## Problem details
From the records, return each line that has the word "CompilationUnit" in it.

══ Supplied material

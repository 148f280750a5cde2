//! Rewrites of whole methods for dereference errors no annotation can fix.

use std::collections::BTreeMap;

use annotator_ai::MethodFixer;
use annotator_core::{method_name, ErrorKind, ErrorRecord, Region};

use crate::context::Context;
use crate::snapshot::Snapshot;
use crate::Result;

#[derive(Debug, Clone, Copy, Default, PartialEq, Eq)]
pub struct GenerativeOutcome {
    pub attempted: usize,
    pub kept: usize,
}

/// The first unfixable dereference error of each method region.
fn targets(snapshot: &Snapshot) -> BTreeMap<Region, &ErrorRecord> {
    let mut targets = BTreeMap::new();
    for error in snapshot.unfixable_errors() {
        if error.kind == ErrorKind::Dereference && !error.region.is_class_scope() {
            targets.entry(error.region.clone()).or_insert(error);
        }
    }
    targets
}

/// Asks `fixer` for a rewrite of every method with an unfixable dereference.
/// A rewrite is kept when the rebuilt method reports fewer errors, and
/// reverted otherwise. Returns the snapshot of the final sources.
pub fn apply_generative_fixes(
    ctx: &mut Context,
    fixer: &dyn MethodFixer,
    snapshot: Snapshot,
) -> Result<(Snapshot, GenerativeOutcome)> {
    let mut outcome = GenerativeOutcome::default();
    let mut current = snapshot;
    let plans: Vec<(Region, Option<std::path::PathBuf>, String)> = targets(&current)
        .into_iter()
        .map(|(region, error)| (region, error.path.clone(), error.message.clone()))
        .collect();

    for (region, path, message) in plans {
        let Some(location) = current.method_location(&region, path.as_deref()) else {
            continue;
        };
        let Some(text) = ctx.injector().method_text(&location)? else {
            continue;
        };
        outcome.attempted += 1;
        let Some(rewritten) = fixer.rewrite_method(method_name(&region.member), &text, &message) else {
            continue;
        };
        let Some(rewrite) = ctx.injector().rewrite_method(&location, &rewritten)? else {
            tracing::debug!(region = %region, "generated method did not match the original declaration");
            continue;
        };

        let before = current.error_count([&region]);
        let after = match ctx.build_target(false) {
            Ok(after) => after,
            Err(err) => {
                rewrite.revert()?;
                return Err(err);
            }
        };
        if after.error_count([&region]) < before {
            tracing::info!(region = %region, "kept generated method rewrite");
            outcome.kept += 1;
            current = after;
        } else {
            tracing::debug!(region = %region, "reverting generated method rewrite");
            rewrite.revert()?;
        }
    }
    Ok((current, outcome))
}
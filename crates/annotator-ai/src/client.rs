use std::time::Duration;

use reqwest::header::{HeaderMap, HeaderValue, AUTHORIZATION};
use serde::Deserialize;
use serde_json::json;
use url::Url;

use crate::AiError;

#[derive(Debug, Clone)]
pub struct ChatClientConfig {
    /// Base URL; `/v1/chat/completions` is appended unless the URL already
    /// ends in `/v1`.
    pub endpoint: String,
    pub model: String,
    pub api_key: Option<String>,
    pub timeout: Duration,
}

/// Blocking client for OpenAI-compatible chat completion APIs.
#[derive(Debug, Clone)]
pub struct ChatClient {
    url: Url,
    model: String,
    http: reqwest::blocking::Client,
}

impl ChatClient {
    pub fn new(config: &ChatClientConfig) -> Result<Self, AiError> {
        if config.model.trim().is_empty() {
            return Err(AiError::InvalidConfig("model must not be empty".into()));
        }
        let url = completions_endpoint(&Url::parse(&config.endpoint)?)?;

        let mut headers = HeaderMap::new();
        if let Some(key) = &config.api_key {
            let value = HeaderValue::from_str(&format!("Bearer {key}"))
                .map_err(|_| AiError::InvalidConfig("api key is not a valid header value".into()))?;
            headers.insert(AUTHORIZATION, value);
        }
        let http = reqwest::blocking::Client::builder()
            .timeout(config.timeout)
            .default_headers(headers)
            .user_agent(concat!("annotator/", env!("CARGO_PKG_VERSION")))
            .build()?;

        Ok(Self {
            url,
            model: config.model.clone(),
            http,
        })
    }

    /// Sends `prompt` as a single user message and returns the first
    /// choice's content.
    pub fn complete(&self, prompt: &str) -> Result<String, AiError> {
        #[derive(Deserialize)]
        struct ChatResponse {
            choices: Vec<Choice>,
        }
        #[derive(Deserialize)]
        struct Choice {
            message: Message,
        }
        #[derive(Deserialize)]
        struct Message {
            content: Option<String>,
        }

        let body = json!({
            "model": self.model,
            "messages": [{ "role": "user", "content": prompt }],
        });
        let response = self.http.post(self.url.clone()).json(&body).send()?;
        let status = response.status();
        if !status.is_success() {
            return Err(AiError::UnexpectedResponse(format!("status {status}")));
        }
        let bytes = response.bytes()?;
        let parsed: ChatResponse = serde_json::from_slice(&bytes)?;
        parsed
            .choices
            .into_iter()
            .next()
            .and_then(|choice| choice.message.content)
            .ok_or_else(|| AiError::UnexpectedResponse("response has no choices".into()))
    }
}

fn completions_endpoint(base: &Url) -> Result<Url, AiError> {
    let base_str = base.as_str().trim_end_matches('/').to_string();
    let base = Url::parse(&format!("{base_str}/"))?;
    if base.path().trim_end_matches('/').ends_with("/v1") {
        Ok(base.join("chat/completions")?)
    } else {
        Ok(base.join("v1/chat/completions")?)
    }
}
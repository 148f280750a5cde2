mod analyzer;
mod downstream;
mod solver;
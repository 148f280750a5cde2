//! Java declaration parser.
//!
//! Produces a small AST of declarations with byte spans. Anything below the
//! member level (statements, expressions, initializers) is skipped.

use crate::{MethodSignature, Span};

pub mod ast {
    use crate::Span;

    #[derive(Debug, Clone, PartialEq, Eq)]
    pub struct CompilationUnit {
        pub package: Option<PackageDecl>,
        pub imports: Vec<ImportDecl>,
        pub types: Vec<TypeDecl>,
        pub range: Span,
    }

    #[derive(Debug, Clone, PartialEq, Eq)]
    pub struct PackageDecl {
        pub name: String,
        pub range: Span,
    }

    #[derive(Debug, Clone, PartialEq, Eq)]
    pub struct ImportDecl {
        pub is_static: bool,
        pub is_star: bool,
        pub path: String,
        pub range: Span,
    }

    #[derive(Debug, Clone, Copy, PartialEq, Eq)]
    pub enum TypeKind {
        Class,
        Interface,
        Enum,
        Record,
        Annotation,
    }

    #[derive(Debug, Clone, PartialEq, Eq)]
    pub struct TypeDecl {
        pub kind: TypeKind,
        pub name: String,
        pub range: Span,
        pub body_range: Span,
        pub members: Vec<MemberDecl>,
    }

    /// An annotation as written, e.g. `@javax.annotation.Nullable` or
    /// `@SuppressWarnings("x")`. `range` covers the arguments too.
    #[derive(Debug, Clone, PartialEq, Eq)]
    pub struct AnnotationUse {
        pub name: String,
        pub range: Span,
    }

    impl AnnotationUse {
        pub fn simple_name(&self) -> &str {
            self.name.rsplit('.').next().unwrap_or(&self.name)
        }
    }

    #[derive(Debug, Clone, PartialEq, Eq)]
    pub enum MemberDecl {
        Field(FieldDecl),
        Method(MethodDecl),
        Initializer(Span),
        Type(TypeDecl),
    }

    #[derive(Debug, Clone, PartialEq, Eq)]
    pub struct TypeRef {
        pub text: String,
        pub range: Span,
    }

    #[derive(Debug, Clone, PartialEq, Eq)]
    pub struct Declarator {
        pub name: String,
        pub name_range: Span,
    }

    /// One field declaration statement, possibly declaring several variables.
    #[derive(Debug, Clone, PartialEq, Eq)]
    pub struct FieldDecl {
        pub annotations: Vec<AnnotationUse>,
        pub ty: TypeRef,
        pub declarators: Vec<Declarator>,
        pub range: Span,
    }

    impl FieldDecl {
        pub fn names(&self) -> impl Iterator<Item = &str> {
            self.declarators.iter().map(|d| d.name.as_str())
        }
    }

    #[derive(Debug, Clone, PartialEq, Eq)]
    pub struct ParamDecl {
        pub annotations: Vec<AnnotationUse>,
        pub ty: TypeRef,
        pub name: String,
        pub name_range: Span,
        pub range: Span,
    }

    /// A method or constructor. Constructors have no return type.
    #[derive(Debug, Clone, PartialEq, Eq)]
    pub struct MethodDecl {
        pub annotations: Vec<AnnotationUse>,
        pub return_ty: Option<TypeRef>,
        pub name: String,
        pub name_range: Span,
        pub params: Vec<ParamDecl>,
        pub body_range: Option<Span>,
        pub range: Span,
    }

    impl MethodDecl {
        pub fn is_constructor(&self) -> bool {
            self.return_ty.is_none()
        }
    }
}

#[derive(Debug, Clone, PartialEq, Eq)]
pub struct Parse {
    compilation_unit: ast::CompilationUnit,
}

impl Parse {
    #[must_use]
    pub fn compilation_unit(&self) -> &ast::CompilationUnit {
        &self.compilation_unit
    }

    pub fn into_compilation_unit(self) -> ast::CompilationUnit {
        self.compilation_unit
    }
}

#[must_use]
pub fn parse(text: &str) -> Parse {
    let tokens = Lexer::new(text).collect();
    let mut parser = Parser::new(tokens);
    let compilation_unit = parser.parse_compilation_unit(text.len());
    Parse { compilation_unit }
}
//! Scores fix trees by injecting them and rebuilding.

use std::collections::BTreeSet;

use annotator_core::{Fix, Location};

use crate::cache::EffectCache;
use crate::context::Context;
use crate::graph::{partition, Node};
use crate::snapshot::Snapshot;
use crate::Result;

/// Scores `active` nodes against `baseline`, one build per batch of
/// non-conflicting nodes. Sources are restored after every batch. Returns
/// the number of batches.
pub fn evaluate(
    ctx: &mut Context,
    baseline: &Snapshot,
    nodes: &mut [Node],
    active: &[usize],
    cache: Option<&mut EffectCache>,
) -> Result<usize> {
    let mut cache = cache;
    let refs: Vec<&Node> = active.iter().map(|&i| &nodes[i]).collect();
    let batches: Vec<Vec<usize>> = partition(&refs)
        .into_iter()
        .map(|batch| batch.into_iter().map(|k| active[k]).collect())
        .collect();

    for (number, batch) in batches.iter().enumerate() {
        tracing::info!(batch = number + 1, of = batches.len(), nodes = batch.len(), "evaluating batch");
        let batch_locations: BTreeSet<Location> = batch.iter().flat_map(|&i| nodes[i].locations()).collect();

        let mut scored: Vec<(usize, i32, Vec<Fix>)> = Vec::new();
        let mut pending: Vec<(usize, u64)> = Vec::new();
        for &i in batch {
            let fingerprint = baseline.fingerprint(&nodes[i].regions);
            match cache.as_deref_mut().and_then(|cache| cache.get(&nodes[i].locations(), fingerprint)) {
                Some(hit) => {
                    tracing::debug!(node = nodes[i].id, "reusing cached evaluation");
                    scored.push((i, hit.local_effect, hit.reported));
                }
                None => pending.push((i, fingerprint)),
            }
        }

        if !pending.is_empty() {
            let fixes: BTreeSet<Fix> = pending
                .iter()
                .flat_map(|&(i, _)| nodes[i].tree.iter().cloned())
                .collect();
            ctx.inject(&fixes)?;
            let after = ctx.build_target(false);
            ctx.remove(&fixes)?;
            let after = after?;

            for (i, fingerprint) in pending {
                let node = &nodes[i];
                let local_effect = after.error_count(&node.regions) as i32 - baseline.error_count(&node.regions) as i32;
                let known = baseline.fixes_in(&node.regions);
                let reported: Vec<Fix> = after
                    .fixes_in(&node.regions)
                    .into_iter()
                    .filter(|fix| !known.contains(fix))
                    .collect();
                if let Some(cache) = cache.as_deref_mut() {
                    cache.insert(node.locations(), fingerprint, local_effect, reported.clone());
                }
                scored.push((i, local_effect, reported));
            }
        }

        for (i, local_effect, reported) in scored {
            let own = nodes[i].locations();
            let together: BTreeSet<Location> = batch_locations.difference(&own).cloned().collect();
            let node = &mut nodes[i];
            node.update_status(local_effect, &together, reported, &baseline.methods, &baseline.fields);
            tracing::debug!(
                node = node.id,
                root = %node.root.location,
                effect = node.effect,
                triggered = node.triggered.len(),
                "scored node"
            );
        }
    }
    Ok(batches.len())
}
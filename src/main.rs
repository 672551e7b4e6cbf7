//! Station crawler entry point
//!
//! Each crawl stage is runnable on its own: `cities` lists cities,
//! `stations` lists every city's stations, `details` fetches every
//! station's details. The last two forward their records to Kafka unless
//! `--no-publish` is given.

use anyhow::Context;
use clap::{Parser, Subcommand};
use std::path::{Path, PathBuf};
use std::process::ExitCode;
use station_crawler::config::{load_config_with_hash, validate, Config};
use station_crawler::crawler::Crawler;
use station_crawler::output::{
    print_city_summary, print_detail_summary, print_station_summary, write_json,
};
use station_crawler::publish::Publisher;
use tracing_subscriber::EnvFilter;

/// Crawls cities, stations and station details and forwards them to Kafka
#[derive(Parser, Debug)]
#[command(name = "station-crawler")]
#[command(version)]
#[command(about = "Crawls the station hierarchy and forwards it to Kafka", long_about = None)]
struct Cli {
    /// Path to TOML configuration file (defaults are used when omitted)
    #[arg(short, long, value_name = "CONFIG", global = true)]
    config: Option<PathBuf>,

    /// Increase logging verbosity (-v, -vv, -vvv)
    #[arg(short, long, action = clap::ArgAction::Count, global = true)]
    verbose: u8,

    /// Suppress non-error output
    #[arg(short, long, conflicts_with = "verbose", global = true)]
    quiet: bool,

    /// Route requests through the configured forward proxy
    #[arg(long, global = true)]
    use_proxy: bool,

    /// Forward proxy address (host:port)
    #[arg(long, value_name = "ADDR", global = true)]
    proxy_url: Option<String>,

    /// Skip TLS certificate verification
    #[arg(long, global = true)]
    insecure: bool,

    /// Per-request timeout in seconds
    #[arg(long, value_name = "SECS", global = true)]
    timeout: Option<u64>,

    /// Kafka bootstrap brokers, comma separated
    #[arg(long, value_delimiter = ',', value_name = "HOST:PORT", global = true)]
    brokers: Option<Vec<String>>,

    /// Kafka topic
    #[arg(long, global = true)]
    topic: Option<String>,

    /// Do not forward records to Kafka
    #[arg(long, global = true)]
    no_publish: bool,

    /// Write the stage's results to this file as JSON
    #[arg(short, long, value_name = "FILE", global = true)]
    output: Option<PathBuf>,

    #[command(subcommand)]
    command: Command,
}

#[derive(Subcommand, Debug, Clone, Copy)]
enum Command {
    /// Fetch and list all operationally active cities
    Cities,

    /// Fetch every city's station list
    Stations,

    /// Fetch every station's details (runs the station stage first)
    Details,
}

#[tokio::main]
async fn main() -> ExitCode {
    let cli = Cli::parse();

    // Setup logging based on verbosity
    setup_logging(cli.verbose, cli.quiet);

    match run(cli).await {
        Ok(true) => ExitCode::SUCCESS,
        Ok(false) => ExitCode::FAILURE,
        Err(e) => {
            tracing::error!("{:#}", e);
            ExitCode::FAILURE
        }
    }
}

/// Sets up the logging/tracing subscriber based on verbosity level
fn setup_logging(verbose: u8, quiet: bool) {
    let filter = if quiet {
        // Only show errors
        EnvFilter::new("error")
    } else {
        match verbose {
            0 => EnvFilter::new("station_crawler=info,warn"),
            1 => EnvFilter::new("station_crawler=debug,info"),
            2 => EnvFilter::new("station_crawler=trace,debug"),
            _ => EnvFilter::new("trace"),
        }
    };

    tracing_subscriber::fmt()
        .with_env_filter(filter)
        .with_target(false)
        .with_thread_ids(false)
        .with_file(false)
        .init();
}

/// Runs the selected stage; `Ok(false)` means it collected nothing
async fn run(cli: Cli) -> anyhow::Result<bool> {
    let config = load_configuration(&cli)?;
    let crawler = Crawler::from_config(&config).context("Failed to build HTTP client")?;

    match cli.command {
        Command::Cities => handle_cities(&crawler, cli.output.as_deref()).await,
        Command::Stations | Command::Details => {
            let mut publisher = open_publisher(&config, cli.no_publish).await?;
            let outcome = if matches!(cli.command, Command::Stations) {
                handle_stations(&crawler, publisher.as_mut(), cli.output.as_deref()).await
            } else {
                handle_details(&crawler, publisher.as_mut(), cli.output.as_deref()).await
            };

            if let Some(publisher) = publisher.as_mut() {
                publisher.close().await;
            }
            outcome
        }
    }
}

/// Loads the config file (if any) and applies command-line overrides
fn load_configuration(cli: &Cli) -> anyhow::Result<Config> {
    let mut config = match &cli.config {
        Some(path) => {
            tracing::info!("Loading configuration from: {}", path.display());
            let (config, hash) = load_config_with_hash(path)
                .with_context(|| format!("Failed to load configuration from {}", path.display()))?;
            tracing::info!("Configuration loaded successfully (hash: {})", hash);
            config
        }
        None => Config::default(),
    };

    if cli.use_proxy {
        config.http.use_proxy = true;
    }
    if let Some(proxy_url) = &cli.proxy_url {
        config.http.proxy_url = proxy_url.clone();
    }
    if cli.insecure {
        config.http.verify_tls = false;
    }
    if let Some(timeout) = cli.timeout {
        config.http.timeout_secs = timeout;
    }
    if let Some(brokers) = &cli.brokers {
        config.kafka.brokers = brokers.clone();
    }
    if let Some(topic) = &cli.topic {
        config.kafka.topic = topic.clone();
    }

    validate(&config).context("Invalid configuration")?;
    Ok(config)
}

/// Connects to Kafka unless publishing is disabled
async fn open_publisher(config: &Config, disabled: bool) -> anyhow::Result<Option<Publisher>> {
    if disabled {
        tracing::info!("Publishing disabled, records will not be forwarded");
        return Ok(None);
    }

    let mut publisher = Publisher::kafka(&config.kafka);
    publisher
        .connect()
        .await
        .context("Failed to connect to the message queue")?;
    Ok(Some(publisher))
}

async fn handle_cities(crawler: &Crawler, output: Option<&Path>) -> anyhow::Result<bool> {
    let cities = match crawler.fetch_cities().await {
        Ok(cities) if !cities.is_empty() => cities,
        Ok(_) | Err(_) => {
            println!("Failed to fetch city list");
            return Ok(false);
        }
    };

    print_city_summary(&cities);

    if let Some(path) = output {
        write_json(path, &cities)?;
    }
    Ok(true)
}

async fn handle_stations(
    crawler: &Crawler,
    publisher: Option<&mut Publisher>,
    output: Option<&Path>,
) -> anyhow::Result<bool> {
    let report = match crawler.get_all_stations(publisher).await {
        Ok(report) => report,
        Err(e) => {
            println!("Station crawl aborted: {}", e);
            return Ok(false);
        }
    };

    if report.is_empty() {
        println!("No station lists were collected");
        return Ok(false);
    }

    print_station_summary(&report);

    if let Some(path) = output {
        write_json(path, &report.records)?;
    }
    Ok(true)
}

async fn handle_details(
    crawler: &Crawler,
    publisher: Option<&mut Publisher>,
    output: Option<&Path>,
) -> anyhow::Result<bool> {
    let report = match crawler.get_all_station_details(publisher).await {
        Ok(report) => report,
        Err(e) => {
            println!("Detail crawl aborted: {}", e);
            return Ok(false);
        }
    };

    if report.is_empty() {
        println!("No station details were collected");
        return Ok(false);
    }

    print_detail_summary(&report);

    if let Some(path) = output {
        write_json(path, &report.records)?;
    }
    Ok(true)
}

════

## Result of this exercise
    pub struct CompilationUnit {
    compilation_unit: ast::CompilationUnit,
    pub fn compilation_unit(&self) -> &ast::CompilationUnit {
    pub fn into_compilation_unit(self) -> ast::CompilationUnit {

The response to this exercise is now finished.